Alliant Techsystems Operations LLC, a wholly owned subsidiary of Northrop Grumman Defense Systems Sector, Northridge, California, is awarded a $94,880,370 firm-fixed-price contract. This contract procures full rate production of Lot 10 Advanced Anti-Radiation Guided Missiles (AARGM), to include conversion of 87 U.S. government-provided AGM-88B High Speed Anti-Radiation Missiles (HARMs); and 40 Germany Air Force-provided AGM-88B HARMs into 127 AGM-88E AARGM All-Up-Rounds, and related supplies and services necessary for their manufacture, spares, and fleet deployment in support of F/A-18C/D, F/A-18E/F, and EA-18G aircraft for the U.S. Navy and Foreign Military Sales (FMS) customers. This contract was not competitively procured pursuant to Defense Federal Acquisition Regulation 6.302-5. The U.S. Naval Air Systems Command, Patuxent River, Maryland, is the contracting activity.

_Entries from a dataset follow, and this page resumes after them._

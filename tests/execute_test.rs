//! Integration tests for prepare, execute and the helpers around them.

use panel_db::db::params::SQLSTATE_INVALID_PARAMETER;
use panel_db::models::{ConnectParams, DriverOptions};
use panel_db::{
    Attribute, AttributeValue, Connection, DbError, Parameters, PrepareOptions, QueryParam,
};
use serde_json::json;

async fn open_panel() -> Connection {
    let mut conn = Connection::open("panel", &ConnectParams::sqlite_memory())
        .await
        .unwrap();
    conn.execute(
        "CREATE TABLE admin (
            admin_id INTEGER PRIMARY KEY,
            admin_name TEXT NOT NULL,
            admin_type TEXT NOT NULL,
            created_by INTEGER
        );
        INSERT INTO admin (admin_id, admin_name, admin_type, created_by) VALUES
            (1, 'admin', 'admin', NULL),
            (5, 'reseller1', 'reseller', 1),
            (7, 'client1', 'user', 5);",
        None,
    )
    .await
    .unwrap()
    .unwrap();
    conn
}

#[tokio::test]
async fn test_prepare_and_execute_positional() {
    let mut conn = open_panel().await;

    let stmt = conn
        .prepare(
            "SELECT * FROM admin WHERE admin_id = ?",
            PrepareOptions::default(),
        )
        .await
        .unwrap();
    assert!(!stmt.uses_named_placeholders());

    let mut result = conn
        .execute(&stmt, Some(Parameters::positional([5])))
        .await
        .unwrap()
        .unwrap();
    let row = result.fetch_one().unwrap();
    assert_eq!(row["admin_id"], json!(5));
    assert_eq!(row["admin_name"], json!("reseller1"));
    assert_eq!(row["created_by"], json!(1));
    assert!(result.fetch_one().is_none());

    // Same statement, different value
    let mut result = conn
        .execute(&stmt, Some(Parameters::positional([1])))
        .await
        .unwrap()
        .unwrap();
    let row = result.fetch_one().unwrap();
    assert_eq!(row["admin_name"], json!("admin"));
    assert_eq!(row["created_by"], json!(null));
}

#[tokio::test]
async fn test_no_matching_row_is_empty_not_failure() {
    let mut conn = open_panel().await;

    let stmt = conn
        .prepare(
            "SELECT * FROM admin WHERE admin_id = ?",
            PrepareOptions::default(),
        )
        .await
        .unwrap();
    let mut result = conn
        .execute(&stmt, Some(Parameters::positional([42])))
        .await
        .unwrap()
        .unwrap();

    assert!(result.is_empty());
    assert!(result.fetch_one().is_none());
    assert!(conn.error_info().is_success());
    // column names are still known from the statement
    assert_eq!(result.column_count(), 4);
    assert_eq!(result.columns()[0].name, "admin_id");
}

#[tokio::test]
async fn test_named_placeholders() {
    let mut conn = open_panel().await;

    let stmt = conn
        .prepare(
            "SELECT admin_name FROM admin WHERE admin_type = :type AND created_by = :creator",
            PrepareOptions::default(),
        )
        .await
        .unwrap();
    assert_eq!(stmt.placeholder_names(), ["type", "creator"]);

    let mut result = conn
        .execute(
            &stmt,
            Some(Parameters::named([
                ("creator", QueryParam::Int(5)),
                ("type", QueryParam::from("user")),
            ])),
        )
        .await
        .unwrap()
        .unwrap();
    assert_eq!(result.fetch_column(0), Some(json!("client1")));
}

#[tokio::test]
async fn test_named_parameters_on_raw_sql() {
    let mut conn = open_panel().await;

    let mut result = conn
        .execute(
            "SELECT admin_name FROM admin WHERE admin_id = :id OR created_by = :id ORDER BY admin_id",
            Some(Parameters::named([("id", 5)])),
        )
        .await
        .unwrap()
        .unwrap();
    assert_eq!(
        result.fetch_all_column(0),
        vec![json!("reseller1"), json!("client1")]
    );
}

#[tokio::test]
async fn test_missing_named_parameter_is_soft_failure() {
    let mut conn = open_panel().await;

    let stmt = conn
        .prepare(
            "SELECT * FROM admin WHERE admin_id = :id",
            PrepareOptions::default(),
        )
        .await
        .unwrap();

    let failure = conn
        .execute(&stmt, Some(Parameters::named([("other", 1)])))
        .await
        .unwrap()
        .unwrap_err();
    assert_eq!(failure.sql_state(), SQLSTATE_INVALID_PARAMETER);
    assert_eq!(conn.last_error_code(), SQLSTATE_INVALID_PARAMETER);
    assert!(conn.last_error_message().contains(":id"));

    let failure = conn
        .execute(
            "SELECT :a",
            Some(Parameters::named([("a", 1), ("b", 2)])),
        )
        .await
        .unwrap()
        .unwrap_err();
    assert_eq!(failure.sql_state(), SQLSTATE_INVALID_PARAMETER);
    assert!(failure.message().contains(":b"));
}

#[tokio::test]
async fn test_bad_sql_records_last_error() {
    let mut conn = open_panel().await;
    assert_eq!(conn.last_error_code(), "");
    assert_eq!(conn.last_error_message(), "");
    assert!(conn.error_info().is_success());

    let failure = conn
        .execute("SELEC * FROM admin", None)
        .await
        .unwrap()
        .unwrap_err();
    assert_eq!(conn.last_error_code(), failure.sql_state());
    assert!(conn.last_error_message().contains("syntax error"));
    assert!(!conn.error_info().is_success());
    assert!(conn.error_msg().contains("syntax error"));

    // A later success clears error_info but keeps the last error
    conn.execute("SELECT 1", None).await.unwrap().unwrap();
    assert!(conn.error_info().is_success());
    assert_eq!(conn.error_msg(), "00000");
    assert!(conn.last_error_message().contains("syntax error"));
}

#[tokio::test]
async fn test_prepare_failure_is_soft() {
    let mut conn = open_panel().await;

    let failure = conn
        .prepare("SELECT * FROM missing_table", PrepareOptions::default())
        .await
        .unwrap_err();
    assert!(failure.message().contains("missing_table"));
    assert!(conn.last_error_message().contains("missing_table"));

    // The connection is still usable
    assert!(conn.ping().await.is_ok());
}

#[tokio::test]
async fn test_statement_from_other_connection_is_rejected() {
    let mut first = open_panel().await;
    let mut second = open_panel().await;

    let stmt = first
        .prepare("SELECT * FROM admin", PrepareOptions::default())
        .await
        .unwrap();
    assert_eq!(stmt.owner(), first.id());

    let err = second.execute(&stmt, None).await.unwrap_err();
    assert!(matches!(err, DbError::InvalidStatement { .. }));
    assert!(err.to_string().starts_with("Wrong parameter"));

    // Nothing was recorded on the connection that rejected it
    assert_eq!(second.last_error_code(), "");
}

#[tokio::test]
async fn test_non_persistent_statement_can_be_reused() {
    let mut conn = open_panel().await;

    let stmt = conn
        .prepare(
            "SELECT admin_name FROM admin WHERE admin_id = ?",
            PrepareOptions { persistent: false },
        )
        .await
        .unwrap();
    for (id, name) in [(1, "admin"), (7, "client1")] {
        let mut result = conn
            .execute(&stmt, Some(Parameters::positional([id])))
            .await
            .unwrap()
            .unwrap();
        assert_eq!(result.fetch_column(0), Some(json!(name)));
    }
}

#[tokio::test]
async fn test_write_statements_and_insert_id() {
    let mut conn = open_panel().await;
    // set by the fixture insert
    assert_eq!(conn.insert_id().await, "7");

    let result = conn
        .execute(
            "INSERT INTO admin (admin_name, admin_type) VALUES (?, ?)",
            Some(Parameters::positional(["client2", "user"])),
        )
        .await
        .unwrap()
        .unwrap();
    assert_eq!(result.rows_affected(), 1);
    assert_eq!(result.column_count(), 0);
    assert_eq!(result.last_insert_id(), Some("8"));
    assert_eq!(conn.insert_id().await, "8");

    // An update does not change the last insert id
    let result = conn
        .execute(
            "UPDATE admin SET admin_type = 'reseller' WHERE admin_type = 'user'",
            None,
        )
        .await
        .unwrap()
        .unwrap();
    assert_eq!(result.rows_affected(), 2);
    assert_eq!(conn.insert_id().await, "8");
}

#[tokio::test]
async fn test_result_cursor() {
    let mut conn = open_panel().await;

    let mut result = conn
        .execute("SELECT admin_id, admin_name FROM admin ORDER BY admin_id", None)
        .await
        .unwrap()
        .unwrap();
    assert_eq!(result.row_count(), 3);

    assert_eq!(result.fetch_column(1), Some(json!("admin")));
    let rest = result.fetch_all();
    assert_eq!(rest.len(), 2);
    assert_eq!(rest[0]["admin_id"], json!(5));
    assert!(result.fetch_all().is_empty());
}

#[tokio::test]
async fn test_value_types() {
    let mut conn = open_panel().await;

    let mut result = conn
        .execute(
            "SELECT ? AS i, ? AS f, ? AS s, ? AS n, ? AS b",
            Some(Parameters::positional(vec![
                QueryParam::Int(42),
                QueryParam::Float(1.5),
                QueryParam::from("zoë"),
                QueryParam::Null,
                QueryParam::Bytes(vec![0xde, 0xad]),
            ])),
        )
        .await
        .unwrap()
        .unwrap();
    let row = result.fetch_one().unwrap();
    assert_eq!(row["i"], json!(42));
    assert_eq!(row["f"], json!(1.5));
    assert_eq!(row["s"], json!("zoë"));
    assert_eq!(row["n"], json!(null));
    assert!(!row["b"].is_null());

    // Column order is preserved
    let keys: Vec<&str> = row.keys().map(String::as_str).collect();
    assert_eq!(keys, ["i", "f", "s", "n", "b"]);
}

#[tokio::test]
async fn test_untyped_column_values() {
    let mut conn = open_panel().await;
    conn.execute(
        "CREATE TABLE settings (value);
        INSERT INTO settings (value) VALUES (7), (2.5), ('on'), (NULL), (X'FF00');",
        None,
    )
    .await
    .unwrap()
    .unwrap();

    let mut result = conn
        .execute("SELECT value FROM settings ORDER BY rowid", None)
        .await
        .unwrap()
        .unwrap();
    assert_eq!(
        result.fetch_all_column(0),
        vec![json!(7), json!(2.5), json!("on"), json!(null), json!("/wA=")]
    );
}

#[tokio::test]
async fn test_insert_id_without_inserts() {
    let mut conn = Connection::open("fresh", &ConnectParams::sqlite_memory())
        .await
        .unwrap();
    assert_eq!(conn.insert_id().await, "0");
}

#[tokio::test]
async fn test_quote_round_trip() {
    let mut conn = open_panel().await;

    assert_eq!(conn.quote_identifier_symbol(), '`');
    assert_eq!(conn.quote_identifier("admin"), "`admin`");
    assert_eq!(conn.quote("O'Reilly"), "'O''Reilly'");
    assert_eq!(conn.quote(5), "5");
    assert_eq!(conn.quote(QueryParam::Null), "NULL");

    let sql = format!(
        "SELECT {} AS v FROM {} WHERE admin_id = {}",
        conn.quote("it's"),
        conn.quote_identifier("admin"),
        conn.quote(1)
    );
    let mut result = conn.execute(&sql, None).await.unwrap().unwrap();
    assert_eq!(result.fetch_column(0), Some(json!("it's")));
}

#[tokio::test]
async fn test_quote_char_override() {
    let params = ConnectParams::sqlite_memory().with_options(DriverOptions {
        quote_char: Some('"'),
        ..DriverOptions::default()
    });
    let conn = Connection::open("quoted", &params).await.unwrap();
    assert_eq!(conn.quote_identifier("my\"table"), "\"my\"\"table\"");
}

#[tokio::test]
async fn test_connection_attributes() {
    let mut conn = open_panel().await;
    assert_eq!(
        conn.get_attribute(Attribute::DriverName),
        Some(AttributeValue::Text("sqlite".to_string()))
    );
    assert_eq!(
        conn.get_attribute(Attribute::ServerVersion),
        conn.server_version().map(AttributeValue::from)
    );
    assert!(matches!(
        conn.get_attribute(Attribute::CachedStatements),
        Some(AttributeValue::Count(_))
    ));

    assert_eq!(
        conn.get_attribute(Attribute::Autocommit),
        Some(AttributeValue::Bool(true))
    );
    conn.begin_transaction().await.unwrap();
    assert_eq!(
        conn.get_attribute(Attribute::Autocommit),
        Some(AttributeValue::Bool(false))
    );
    conn.roll_back().await.unwrap();
    assert_eq!(
        conn.get_attribute(Attribute::Autocommit),
        Some(AttributeValue::Bool(true))
    );
}

#[tokio::test]
async fn test_set_quote_char_attribute() {
    let mut conn = open_panel().await;
    assert_eq!(conn.quote_identifier("admin"), "`admin`");

    conn.set_attribute(Attribute::QuoteChar, '"'.into()).unwrap();
    assert_eq!(conn.quote_identifier_symbol(), '"');
    assert_eq!(conn.quote_identifier("admin"), "\"admin\"");
    assert_eq!(
        conn.get_attribute(Attribute::QuoteChar),
        Some(AttributeValue::Char('"'))
    );

    for (attribute, value) in [
        (Attribute::QuoteChar, AttributeValue::Char('a')),
        (Attribute::QuoteChar, AttributeValue::Char(' ')),
        (Attribute::QuoteChar, AttributeValue::Text("`".to_string())),
        (Attribute::DriverName, AttributeValue::Text("mysql".to_string())),
        (Attribute::Autocommit, AttributeValue::Bool(false)),
    ] {
        let err = conn.set_attribute(attribute, value).unwrap_err();
        assert!(matches!(err, DbError::InvalidInput { .. }), "{}", attribute);
    }
    assert_eq!(conn.quote_identifier_symbol(), '"');
    assert_eq!(conn.get_attribute(Attribute::DriverName), Some("sqlite".into()));
}

#[tokio::test]
async fn test_get_tables() {
    let mut conn = open_panel().await;
    conn.execute(
        "CREATE TABLE admin_props (id INTEGER); CREATE TABLE domain (domain_id INTEGER);",
        None,
    )
    .await
    .unwrap()
    .unwrap();

    assert_eq!(
        conn.get_tables(None).await.unwrap(),
        vec!["admin", "admin_props", "domain"]
    );
    assert_eq!(
        conn.get_tables(Some("admin%")).await.unwrap(),
        vec!["admin", "admin_props"]
    );
    assert!(conn.get_tables(Some("nothing%")).await.unwrap().is_empty());
}

#[tokio::test]
async fn test_init_commands_and_server_version() {
    let params = ConnectParams::sqlite_memory().with_options(DriverOptions {
        init_commands: vec![
            "CREATE TABLE config (name TEXT, value TEXT)".to_string(),
            "INSERT INTO config VALUES ('PANEL_VERSION', '1.0')".to_string(),
        ],
        ..DriverOptions::default()
    });
    let mut conn = Connection::open("init", &params).await.unwrap();

    assert!(conn.server_version().is_some_and(|v| v.starts_with('3')));
    let mut result = conn
        .execute("SELECT value FROM config WHERE name = 'PANEL_VERSION'", None)
        .await
        .unwrap()
        .unwrap();
    assert_eq!(result.fetch_column(0), Some(json!("1.0")));
}

#[tokio::test]
async fn test_failing_init_command_fails_connect() {
    let params = ConnectParams::sqlite_memory().with_options(DriverOptions {
        init_commands: vec!["SET NAMES utf8".to_string()],
        ..DriverOptions::default()
    });
    let err = Connection::open("init", &params).await.unwrap_err();
    assert!(matches!(err, DbError::Connection { .. }));
    assert!(err.to_string().contains("Init command failed"));
}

The AGM-88 HARM (High-speed Anti-Radiation Missile) is a tactical, air-to-surface anti-radiation missile designed to home in on electronic transmissions coming from surface-to-air radar systems. It was originally developed by Texas Instruments as a replacement for the AGM-45 Shrike and AGM-78 Standard ARM system. Production was later taken over by Raytheon Corporation when it purchased the defense production business of Texas Instruments. A newer upgrade, the AGM-88E Advanced Antiradiation Guided Missile (AARGM), features the latest software, enhanced capabilities intended to counter enemy radar shutdown, and passive radar using an additional active millimeter-wave seeker. It was released in November 2010, and it is a joint venture by the US Department of Defense and the Italian Ministry of Defense, produced by Alliant Techsystems. (Alliant Techsystems was purchased by Northrop Grumman in 2018).
The U.S. Navy authorized Full-Rate Production (FRP) of the AARGM in August 2012, with 72 missiles for the Navy and nine for the Italian Air Force to be delivered in 2013. A U.S. Marine Corps F/A-18 Hornet squadron will be the first forward-deployed unit with the AGM-88E. In September 2013, ATK delivered the 100th AARGM to the U.S. Navy. The AGM-88E program is on schedule and on budget, with Full Operational Capability (FOC) planned for September 2014. The AGM-88E was designed to improve the effectiveness of legacy HARM variants against fixed and relocatable radar and communications sites, particularly those that would shut down to throw off anti-radiation missiles, by attaching a new seeker to the existing Mach 2-capable rocket motor and warhead section, adding a passive anti-radiation homing receiver, satellite and inertial navigation system, a millimeter-wave radar for terminal guidance, and the ability to beam up images of the target via a satellite link just seconds before impact.
This model of the HARM will be integrated onto the F/A-18C/D, F/A-18E/F, EA-18G, and Tornado ECR aircraft, and later on the F-35 (externally). In September 2015, the AGM-88E successfully hit a mobile ship target in a live-fire test, demonstrating the missile’s ability to use antiradiation homing and millimeter-wave radar to detect, identify, locate, and engage moving targets. In December 2019, the German Air Force ordered the AARGM. On August 4, 2020, Northrop Grumman’s Alliant Techsystems Operations division, based in Northridge, California, was awarded a $12,190,753 IDIQ contract for AARGM depot sustainment support, guidance section and control section repair, and equipment box test and inspection. On August 31, 2020, the same Northrop Grumman division was allocated roughly $80.9 million to develop new technology for the AARGM. Neither contract was awarded in free, open competition.